Adams's handling of the rape of his niece:
GERRY Adams was cross-examined at length during the trial of his brother, Liam, for the rape and indecent assault of his daughter, Aine, over a five-year period since she was aged just four. Adams admitted that he had first learned of the allegation as far back as 1987. He denied threatening to hit his brother with a hammer during a meeting in Co Donegal when he learned of the abuse. He did admit meeting his brother in Dundalk in 2000 and that his brother admitted his crimes during a "walk in the rain".
After Aine Adams made her formal complaint to the PSNI in 2007, Gerry Adams was questioned by detectives but did not tell them about the 2000 admission. In the witness box, Gerry Adams was presented with a series of photographs showing him in the company of his brother from the 1990s onwards, including ones at family gatherings where they are both smiling. He was also presented with a signed copy of one of his books, with a dedication to Liam. Throughout this period, Liam Adams was working with children in youth clubs and other organisations in Belfast and Dundalk.
IN an exclusive interview with the Sunday Independent last February, the convicted killer of Detective Garda Seamus Quaid, pictured, revealed he had been directly ordered by Adams and Martin McGuinness to transport explosives from Wexford to England for a bombing campaign. This story was followed up by the BBC last week in a televised interview with Rogers – who had previously declined to be photographed.
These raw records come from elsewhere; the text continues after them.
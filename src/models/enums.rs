//! Shared client enums

use serde::{Deserialize, Serialize};

// ---------------------------------------------------------------------------
// Availability
// ---------------------------------------------------------------------------

/// Whether a copy can be loaned right now
#[derive(Debug, Clone, Copy, PartialEq, Eq, Serialize, Deserialize)]
#[serde(from = "String", into = "String")]
pub enum Availability {
    Available,
    CheckedOut,
}

impl Availability {
    pub fn as_str(&self) -> &'static str {
        match self {
            Availability::Available => "Available",
            Availability::CheckedOut => "Checked Out",
        }
    }

    pub fn css_class(&self) -> &'static str {
        match self {
            Availability::Available => "available",
            Availability::CheckedOut => "checked-out",
        }
    }
}

impl From<String> for Availability {
    fn from(s: String) -> Self {
        // Circulation desks report "IN" for shelved copies
        match s.trim() {
            "Available" | "IN" => Availability::Available,
            _ => Availability::CheckedOut,
        }
    }
}

impl From<Availability> for String {
    fn from(a: Availability) -> Self {
        a.as_str().to_string()
    }
}

impl std::fmt::Display for Availability {
    fn fmt(&self, f: &mut std::fmt::Formatter<'_>) -> std::fmt::Result {
        write!(f, "{}", self.as_str())
    }
}

// ---------------------------------------------------------------------------
// StatusFilter
// ---------------------------------------------------------------------------

/// Catalog filter buttons
#[derive(Debug, Clone, Copy, PartialEq, Eq, Default, Serialize, Deserialize)]
#[serde(rename_all = "kebab-case")]
pub enum StatusFilter {
    #[default]
    All,
    Available,
    CheckedOut,
}

impl StatusFilter {
    pub fn as_str(&self) -> &'static str {
        match self {
            StatusFilter::All => "all",
            StatusFilter::Available => "available",
            StatusFilter::CheckedOut => "checked-out",
        }
    }

    /// Value of the `status` query parameter (empty for no filtering)
    pub fn query_value(&self) -> &'static str {
        match self {
            StatusFilter::All => "",
            other => other.as_str(),
        }
    }

    pub fn matches(&self, availability: Availability) -> bool {
        match self {
            StatusFilter::All => true,
            StatusFilter::Available => availability == Availability::Available,
            StatusFilter::CheckedOut => availability == Availability::CheckedOut,
        }
    }
}

impl std::fmt::Display for StatusFilter {
    fn fmt(&self, f: &mut std::fmt::Formatter<'_>) -> std::fmt::Result {
        write!(f, "{}", self.as_str())
    }
}

impl std::str::FromStr for StatusFilter {
    type Err = String;

    fn from_str(s: &str) -> Result<Self, Self::Err> {
        match s.trim().to_lowercase().as_str() {
            "all" | "" => Ok(StatusFilter::All),
            "available" => Ok(StatusFilter::Available),
            "checked-out" | "checked_out" | "checkedout" => Ok(StatusFilter::CheckedOut),
            _ => Err(format!("Invalid status filter: {}", s)),
        }
    }
}

// ---------------------------------------------------------------------------
// LoanStatus
// ---------------------------------------------------------------------------

/// Urgency of an active loan, derived from its due date
#[derive(Debug, Clone, Copy, PartialEq, Eq, Serialize, Deserialize)]
#[serde(rename_all = "kebab-case")]
pub enum LoanStatus {
    Overdue,
    DueSoon,
    Good,
}

impl LoanStatus {
    pub fn label(&self) -> &'static str {
        match self {
            LoanStatus::Overdue => "Overdue",
            LoanStatus::DueSoon => "Due Soon",
            LoanStatus::Good => "Good",
        }
    }
}

// ---------------------------------------------------------------------------
// ProfileSection
// ---------------------------------------------------------------------------

/// Dashboard sections; exactly one is visible at a time
#[derive(Debug, Clone, Copy, PartialEq, Eq, Default, Serialize, Deserialize)]
#[serde(rename_all = "lowercase")]
pub enum ProfileSection {
    #[default]
    Personal,
    Loans,
    Fines,
    History,
    Settings,
}

impl ProfileSection {
    pub const ALL: [ProfileSection; 5] = [
        ProfileSection::Personal,
        ProfileSection::Loans,
        ProfileSection::Fines,
        ProfileSection::History,
        ProfileSection::Settings,
    ];

    pub fn as_str(&self) -> &'static str {
        match self {
            ProfileSection::Personal => "personal",
            ProfileSection::Loans => "loans",
            ProfileSection::Fines => "fines",
            ProfileSection::History => "history",
            ProfileSection::Settings => "settings",
        }
    }
}

impl std::str::FromStr for ProfileSection {
    type Err = String;

    fn from_str(s: &str) -> Result<Self, Self::Err> {
        ProfileSection::ALL
            .into_iter()
            .find(|section| section.as_str() == s.trim().to_lowercase())
            .ok_or_else(|| format!("Invalid profile section: {}", s))
    }
}

// ---------------------------------------------------------------------------
// HistoryFilter
// ---------------------------------------------------------------------------

#[derive(Debug, Clone, Copy, PartialEq, Eq, Default, Serialize, Deserialize)]
#[serde(rename_all = "kebab-case")]
pub enum HistoryFilter {
    #[default]
    All,
    LastMonth,
    LastYear,
    Favorites,
}

impl HistoryFilter {
    pub fn as_str(&self) -> &'static str {
        match self {
            HistoryFilter::All => "all",
            HistoryFilter::LastMonth => "last-month",
            HistoryFilter::LastYear => "last-year",
            HistoryFilter::Favorites => "favorites",
        }
    }
}

impl std::str::FromStr for HistoryFilter {
    type Err = String;

    fn from_str(s: &str) -> Result<Self, Self::Err> {
        match s.trim().to_lowercase().as_str() {
            "all" => Ok(HistoryFilter::All),
            "last-month" => Ok(HistoryFilter::LastMonth),
            "last-year" => Ok(HistoryFilter::LastYear),
            "favorites" | "favourites" => Ok(HistoryFilter::Favorites),
            _ => Err(format!("Invalid history filter: {}", s)),
        }
    }
}

// ---------------------------------------------------------------------------
// Theme
// ---------------------------------------------------------------------------

#[derive(Debug, Clone, Copy, PartialEq, Eq, Default, Serialize, Deserialize)]
#[serde(rename_all = "lowercase")]
pub enum Theme {
    #[default]
    Light,
    Dark,
}

impl Theme {
    pub fn as_str(&self) -> &'static str {
        match self {
            Theme::Light => "light",
            Theme::Dark => "dark",
        }
    }
}

impl std::fmt::Display for Theme {
    fn fmt(&self, f: &mut std::fmt::Formatter<'_>) -> std::fmt::Result {
        write!(f, "{}", self.as_str())
    }
}

impl std::str::FromStr for Theme {
    type Err = String;

    fn from_str(s: &str) -> Result<Self, Self::Err> {
        match s.trim().to_lowercase().as_str() {
            "light" => Ok(Theme::Light),
            "dark" => Ok(Theme::Dark),
            _ => Err(format!("Invalid theme: {}", s)),
        }
    }
}

// ---------------------------------------------------------------------------
// PaymentMethod
// ---------------------------------------------------------------------------

#[derive(Debug, Clone, Copy, PartialEq, Eq, Default, Serialize, Deserialize)]
#[serde(rename_all = "lowercase")]
pub enum PaymentMethod {
    #[default]
    Card,
    Cash,
    Online,
}

impl std::fmt::Display for PaymentMethod {
    fn fmt(&self, f: &mut std::fmt::Formatter<'_>) -> std::fmt::Result {
        let label = match self {
            PaymentMethod::Card => "card",
            PaymentMethod::Cash => "cash",
            PaymentMethod::Online => "online",
        };
        write!(f, "{}", label)
    }
}

impl std::str::FromStr for PaymentMethod {
    type Err = String;

    fn from_str(s: &str) -> Result<Self, Self::Err> {
        match s.trim().to_lowercase().as_str() {
            "card" => Ok(PaymentMethod::Card),
            "cash" => Ok(PaymentMethod::Cash),
            "online" => Ok(PaymentMethod::Online),
            _ => Err(format!("Invalid payment method: {}", s)),
        }
    }
}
Rogers repeated that he had made it known to Adams and McGuinness that the explosives were in a dangerous state and he did not want to do the job. He said: "I let them know I wasn't happy. The reason that the stuff hadn't been moved before then was that I wasn't happy with the condition of it and I was looking for it to be replaced. They stepped back from me and they had a bit of a conflab and I was out of earshot. Then they came back and said it wasn't feasible to get any new stuff."
Rogers was transporting the explosives in his van in October 1980 when he was stopped by Det Garda Quaid and his colleague Donal Lyttleton. Rogers opened fire on them, killing Det Garda Quaid. When confronted on the steps of Leinster House by the Sunday Independent with the claim, Adams said: "That's not true." McGuinness did not respond to our queries.